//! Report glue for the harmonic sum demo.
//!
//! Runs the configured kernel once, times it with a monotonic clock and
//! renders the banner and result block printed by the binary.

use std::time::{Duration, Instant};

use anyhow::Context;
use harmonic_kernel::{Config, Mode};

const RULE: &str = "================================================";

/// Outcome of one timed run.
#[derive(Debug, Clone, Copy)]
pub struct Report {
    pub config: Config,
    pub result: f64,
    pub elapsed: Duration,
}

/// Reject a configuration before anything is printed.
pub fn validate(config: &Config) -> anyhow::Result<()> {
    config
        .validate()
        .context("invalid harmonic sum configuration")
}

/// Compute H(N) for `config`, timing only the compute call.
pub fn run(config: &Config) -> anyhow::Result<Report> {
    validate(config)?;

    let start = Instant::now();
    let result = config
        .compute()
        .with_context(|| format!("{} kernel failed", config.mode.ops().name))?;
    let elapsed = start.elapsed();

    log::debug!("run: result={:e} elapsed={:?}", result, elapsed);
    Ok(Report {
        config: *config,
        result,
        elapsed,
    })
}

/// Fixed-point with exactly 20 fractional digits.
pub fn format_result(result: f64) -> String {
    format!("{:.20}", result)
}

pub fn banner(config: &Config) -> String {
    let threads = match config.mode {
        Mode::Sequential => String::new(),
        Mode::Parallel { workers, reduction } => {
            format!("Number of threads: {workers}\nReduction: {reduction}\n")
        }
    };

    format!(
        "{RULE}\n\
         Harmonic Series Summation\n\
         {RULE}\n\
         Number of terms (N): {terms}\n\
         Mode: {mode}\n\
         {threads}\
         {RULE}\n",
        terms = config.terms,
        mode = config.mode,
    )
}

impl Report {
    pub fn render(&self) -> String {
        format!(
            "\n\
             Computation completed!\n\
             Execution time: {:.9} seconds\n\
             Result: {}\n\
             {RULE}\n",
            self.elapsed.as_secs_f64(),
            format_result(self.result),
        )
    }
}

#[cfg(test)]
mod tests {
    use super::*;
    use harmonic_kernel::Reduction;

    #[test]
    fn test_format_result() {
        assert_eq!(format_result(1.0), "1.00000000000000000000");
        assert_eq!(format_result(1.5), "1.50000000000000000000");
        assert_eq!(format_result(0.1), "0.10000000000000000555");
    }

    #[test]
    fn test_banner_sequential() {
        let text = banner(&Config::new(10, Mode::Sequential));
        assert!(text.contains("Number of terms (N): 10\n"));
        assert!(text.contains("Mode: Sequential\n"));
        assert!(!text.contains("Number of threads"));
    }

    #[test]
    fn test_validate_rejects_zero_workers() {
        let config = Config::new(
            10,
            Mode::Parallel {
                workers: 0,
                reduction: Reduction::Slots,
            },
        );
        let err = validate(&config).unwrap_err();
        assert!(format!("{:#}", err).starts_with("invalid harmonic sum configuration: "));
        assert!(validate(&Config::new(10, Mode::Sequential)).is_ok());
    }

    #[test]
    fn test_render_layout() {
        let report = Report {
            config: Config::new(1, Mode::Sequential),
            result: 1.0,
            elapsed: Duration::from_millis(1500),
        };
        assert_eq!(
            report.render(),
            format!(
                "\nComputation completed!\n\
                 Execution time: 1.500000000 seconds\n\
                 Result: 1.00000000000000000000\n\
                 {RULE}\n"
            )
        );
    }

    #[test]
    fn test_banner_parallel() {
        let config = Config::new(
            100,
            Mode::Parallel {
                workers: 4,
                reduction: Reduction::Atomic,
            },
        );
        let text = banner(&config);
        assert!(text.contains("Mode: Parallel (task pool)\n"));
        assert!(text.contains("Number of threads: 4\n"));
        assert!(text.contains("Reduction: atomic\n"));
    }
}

→ WHAT TO DO
If a line in the entries above has the word "terms", copy it.

→ EXERCISE RESPONSE
         Number of terms (N): {terms}\n\
        terms = config.terms,
        assert!(text.contains("Number of terms (N): 10\n"));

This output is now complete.